Individuals meeting ALL of the following criteria will be enrolled for the study:

1. Premenopausal women aged 18-50 years.
2. Women with a culture-confirmed active episode caused by Candida spp. (albicans or non-albicans) reported within 24-48 hours of evidence of clinical symptoms. (No medications should have been initiated before the sample for culture is collected).
3. Documented history of recurrence of at least 3 VVC episodes in the last 12 months confirmed by vaginal culture /clinical diagnosis.
4. Culture growth of Candida spp. causing VVC.
5. Random Capillary Blood Glucose of < 110mg/dl.
6. Willingness to consume the study products for the entire study duration.
7. Willing to complete all study procedures and comply with study requirements.
8. Willing to abstain from other supplements or medication.
9. Ready to give voluntary, written, informed consent to participate in the study.

Exclusion Criteria:

Individuals meeting ANY of the following criteria will be excluded from the study:

1. Post-menopausal and peri-menopausal women.
2. Pregnant/breast-feeding women.
3. Use of oral or vaginal anti-fungal medication in the last 14 days.
4. Vaginal culture suggestive of bacterial vaginosis (Nugent's score of 7-10), trichomonas vaginalis or Gardnerella vaginalis.
5. Participants found positive for Clotrimazole resistance, by vaginal culture & sensitivity at screening.
6. Known allergy to Clotrimazole.
7. Women not willing to use any form of vaginal medication during the study.
8. Use of vaginal douching.
9. Unwillingness to use an appropriate method of contraception.
10. Diagnosed with compromised immune system, type I and/or type II diabetes mellitus, or malignancies.
11. Use of corticosteroids therapy in the last 30 days.
12. Use of oral/systemic antimicrobial therapy in the last 30 days.
13. Known allergy to the study products or azoles.
14. Individuals with a history of frequent infections requiring antibiotic treatments.
15. Participation in another clinical study(ies) in the last 3 months.
16. Women who, in the opinion of the Investigator, are considered to be poor clinical attendees or unlikely for any reason to be able to comply with the study.
17. Women with uncontrolled hypertension with systolic blood pressure ≥ 140 mm Hg and/or diastolic blood pressure ≥ 90 mm Hg.
18. Heavy alcohol drinkers defined as follows: For men, consuming more than 4 drinks on any day or more than 14 drinks/week.
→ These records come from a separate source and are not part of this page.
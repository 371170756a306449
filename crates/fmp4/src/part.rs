use bytes::Bytes;

use crate::reader::{BoxReader, Fields};
use crate::writer::{write_box, write_full_box, PutBytes};
use crate::{Fmp4Error, Fmp4Result};

const TFHD_BASE_DATA_OFFSET: u32 = 0x01;
const TFHD_SAMPLE_DESCRIPTION_INDEX: u32 = 0x02;
const TFHD_DEFAULT_DURATION: u32 = 0x08;
const TFHD_DEFAULT_SIZE: u32 = 0x10;
const TFHD_DEFAULT_FLAGS: u32 = 0x20;
const TFHD_DEFAULT_BASE_IS_MOOF: u32 = 0x02_0000;

const TRUN_DATA_OFFSET: u32 = 0x01;
const TRUN_FIRST_SAMPLE_FLAGS: u32 = 0x04;
const TRUN_DURATION: u32 = 0x100;
const TRUN_SIZE: u32 = 0x200;
const TRUN_FLAGS: u32 = 0x400;
const TRUN_CTS: u32 = 0x800;

/// Bytes of the `moof`, `mfhd` and `mdat` headers of a part.
pub const PART_OVERHEAD: usize = 8 + 16 + 8;
/// Bytes of the `traf`, `tfhd`, `tfdt` and `trun` headers of a track.
pub const TRACK_OVERHEAD: usize = 8 + 16 + 20 + 20;
/// Bytes of a `trun` entry.
pub const SAMPLE_OVERHEAD: usize = 16;

const SAMPLE_IS_NON_SYNC: u32 = 0x0001_0000;
const SAMPLE_DEPENDS_ON_OTHERS: u32 = 0x0100_0000;
const SAMPLE_DEPENDS_ON_NONE: u32 = 0x0200_0000;

#[derive(Debug, Clone, PartialEq, Eq)]
pub struct Sample {
    /// Duration in track time scale units.
    pub duration: u32,
    /// Difference between PTS and DTS.
    pub pts_offset: i32,
    pub is_non_sync: bool,
    pub payload: Bytes,
}

impl Sample {
    fn flags(&self) -> u32 {
        if self.is_non_sync {
            SAMPLE_DEPENDS_ON_OTHERS | SAMPLE_IS_NON_SYNC
        } else {
            SAMPLE_DEPENDS_ON_NONE
        }
    }
}

#[derive(Debug, Clone, PartialEq, Eq)]
pub struct PartTrack {
    pub id: u32,
    /// Decode time of the first sample.
    pub base_time: u64,
    pub samples: Vec<Sample>,
}

impl PartTrack {
    pub fn duration(&self) -> u64 {
        self.samples.iter().map(|s| s.duration as u64).sum()
    }
}

/// A `moof` + `mdat` pair.
#[derive(Debug, Clone, Default, PartialEq, Eq)]
pub struct Part {
    pub sequence_number: u32,
    pub tracks: Vec<PartTrack>,
}

impl Part {
    /// Length of [`Self::marshal`] output.
    pub fn size(&self) -> usize {
        PART_OVERHEAD
            + self
                .tracks
                .iter()
                .map(|t| {
                    TRACK_OVERHEAD
                        + t.samples
                            .iter()
                            .map(|s| SAMPLE_OVERHEAD + s.payload.len())
                            .sum::<usize>()
                })
                .sum::<usize>()
    }

    pub fn marshal(&self) -> Vec<u8> {
        let mut out = Vec::with_capacity(self.size());
        let mut offset_fields = Vec::with_capacity(self.tracks.len());

        write_box(&mut out, b"moof", |out| {
            write_full_box(out, b"mfhd", 0, 0, |out| out.put_u32(self.sequence_number));

            for track in &self.tracks {
                write_box(out, b"traf", |out| {
                    write_full_box(out, b"tfhd", 0, TFHD_DEFAULT_BASE_IS_MOOF, |out| {
                        out.put_u32(track.id)
                    });
                    write_full_box(out, b"tfdt", 1, 0, |out| out.put_u64(track.base_time));

                    let flags =
                        TRUN_DATA_OFFSET | TRUN_DURATION | TRUN_SIZE | TRUN_FLAGS | TRUN_CTS;
                    write_full_box(out, b"trun", 1, flags, |out| {
                        out.put_u32(track.samples.len() as u32);
                        offset_fields.push(out.len());
                        out.put_i32(0);
                        for sample in &track.samples {
                            out.put_u32(sample.duration);
                            out.put_u32(sample.payload.len() as u32);
                            out.put_u32(sample.flags());
                            out.put_i32(sample.pts_offset);
                        }
                    });
                });
            }
        });

        // data offsets are relative to the start of moof
        let mut data_offset = out.len() + 8;
        for (track, field) in self.tracks.iter().zip(offset_fields) {
            out[field..field + 4].copy_from_slice(&(data_offset as i32).to_be_bytes());
            data_offset += track.samples.iter().map(|s| s.payload.len()).sum::<usize>();
        }

        write_box(&mut out, b"mdat", |out| {
            for track in &self.tracks {
                for sample in &track.samples {
                    out.extend_from_slice(&sample.payload);
                }
            }
        });

        out
    }

    /// Decodes every `moof` of a segment or part.
    pub fn unmarshal_all(data: &[u8]) -> Fmp4Result<Vec<Part>> {
        let mut parts = Vec::new();
        let mut reader = BoxReader::new(data);
        while let Some(b) = reader.next_box()? {
            if &b.kind == b"moof" {
                parts.push(read_moof(data, b.offset, b.payload)?);
            }
        }
        Ok(parts)
    }
}

#[derive(Default)]
struct TrackDefaults {
    base_data_offset: Option<u64>,
    duration: u32,
    size: u32,
    flags: u32,
}

fn read_moof(data: &[u8], moof_offset: usize, moof: &[u8]) -> Fmp4Result<Part> {
    let mut part = Part::default();
    let mut reader = BoxReader::new(moof);

    while let Some(b) = reader.next_box()? {
        match &b.kind {
            b"mfhd" => {
                let mut fields = Fields::new(b.payload, "mfhd");
                fields.full_header()?;
                part.sequence_number = fields.u32()?;
            }
            b"traf" => part.tracks.push(read_traf(data, moof_offset, b.payload)?),
            _ => {}
        }
    }

    Ok(part)
}

fn read_traf(data: &[u8], moof_offset: usize, traf: &[u8]) -> Fmp4Result<PartTrack> {
    let mut track = PartTrack {
        id: 0,
        base_time: 0,
        samples: Vec::new(),
    };
    let mut defaults = TrackDefaults::default();
    let mut has_tfhd = false;
    let mut next_data_offset: Option<usize> = None;

    let mut reader = BoxReader::new(traf);
    while let Some(b) = reader.next_box()? {
        match &b.kind {
            b"tfhd" => {
                let mut fields = Fields::new(b.payload, "tfhd");
                let (_, flags) = fields.full_header()?;
                track.id = fields.u32()?;
                if flags & TFHD_BASE_DATA_OFFSET != 0 {
                    defaults.base_data_offset = Some(fields.u64()?);
                }
                if flags & TFHD_SAMPLE_DESCRIPTION_INDEX != 0 {
                    fields.skip(4)?;
                }
                if flags & TFHD_DEFAULT_DURATION != 0 {
                    defaults.duration = fields.u32()?;
                }
                if flags & TFHD_DEFAULT_SIZE != 0 {
                    defaults.size = fields.u32()?;
                }
                if flags & TFHD_DEFAULT_FLAGS != 0 {
                    defaults.flags = fields.u32()?;
                }
                has_tfhd = true;
            }
            b"tfdt" => {
                let mut fields = Fields::new(b.payload, "tfdt");
                let (version, _) = fields.full_header()?;
                track.base_time = match version {
                    0 => fields.u32()? as u64,
                    1 => fields.u64()?,
                    version => {
                        return Err(Fmp4Error::UnsupportedVersion {
                            kind: "tfdt",
                            version,
                        })
                    }
                };
            }
            b"trun" => {
                if !has_tfhd {
                    return Err(Fmp4Error::MissingBox("tfhd"));
                }
                let base = defaults
                    .base_data_offset
                    .map(|o| o as usize)
                    .unwrap_or(moof_offset);
                next_data_offset = Some(read_trun(
                    data,
                    base,
                    next_data_offset,
                    &defaults,
                    &mut track,
                    b.payload,
                )?);
            }
            _ => {}
        }
    }

    if !has_tfhd {
        return Err(Fmp4Error::MissingBox("tfhd"));
    }
    Ok(track)
}

/// Reads the samples of one `trun` and returns the offset right after its data.
fn read_trun(
    data: &[u8],
    base: usize,
    previous_end: Option<usize>,
    defaults: &TrackDefaults,
    track: &mut PartTrack,
    trun: &[u8],
) -> Fmp4Result<usize> {
    let mut fields = Fields::new(trun, "trun");
    let (version, flags) = fields.full_header()?;
    let count = fields.u32()?;

    let mut pos = if flags & TRUN_DATA_OFFSET != 0 {
        let offset = fields.i32()?;
        base.checked_add_signed(offset as isize)
            .ok_or(Fmp4Error::DataOutOfBounds(track.id))?
    } else {
        previous_end.unwrap_or(base)
    };

    let first_flags = if flags & TRUN_FIRST_SAMPLE_FLAGS != 0 {
        Some(fields.u32()?)
    } else {
        None
    };

    for i in 0..count {
        let duration = if flags & TRUN_DURATION != 0 {
            fields.u32()?
        } else {
            defaults.duration
        };
        let size = if flags & TRUN_SIZE != 0 {
            fields.u32()?
        } else {
            defaults.size
        } as usize;
        let mut sample_flags = if flags & TRUN_FLAGS != 0 {
            fields.u32()?
        } else {
            defaults.flags
        };
        if i == 0 {
            if let Some(first) = first_flags {
                sample_flags = first;
            }
        }
        let pts_offset = if flags & TRUN_CTS != 0 {
            // version 0 stores an unsigned offset
            let raw = fields.u32()?;
            if version == 0 {
                raw.min(i32::MAX as u32) as i32
            } else {
                raw as i32
            }
        } else {
            0
        };

        let end = pos + size;
        if end > data.len() {
            return Err(Fmp4Error::DataOutOfBounds(track.id));
        }
        track.samples.push(Sample {
            duration,
            pts_offset,
            is_non_sync: sample_flags & SAMPLE_IS_NON_SYNC != 0,
            payload: Bytes::copy_from_slice(&data[pos..end]),
        });
        pos = end;
    }

    Ok(pos)
}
For women, consuming more than 3 drinks on any day or more than 7 drinks/week.
19. Smokers.
20. History or presence of clinically significant renal, hepatic, endocrine, biliary, gastrointestinal, pancreatic or neurologic disorders that, in the judgment of the Investigator, would interfere with the participant's ability to provide informed consent, comply with the study protocol (which might confound the interpretation of the study results), or put the individual at undue risk.
21. Presence of unstable, acutely symptomatic, or life-limiting illness.
22. Use of any supplements (includes probiotics, post-biotics, herbal supplements, synbiotics, enzyme supplements, vitamins with probiotics) in the last 30 days.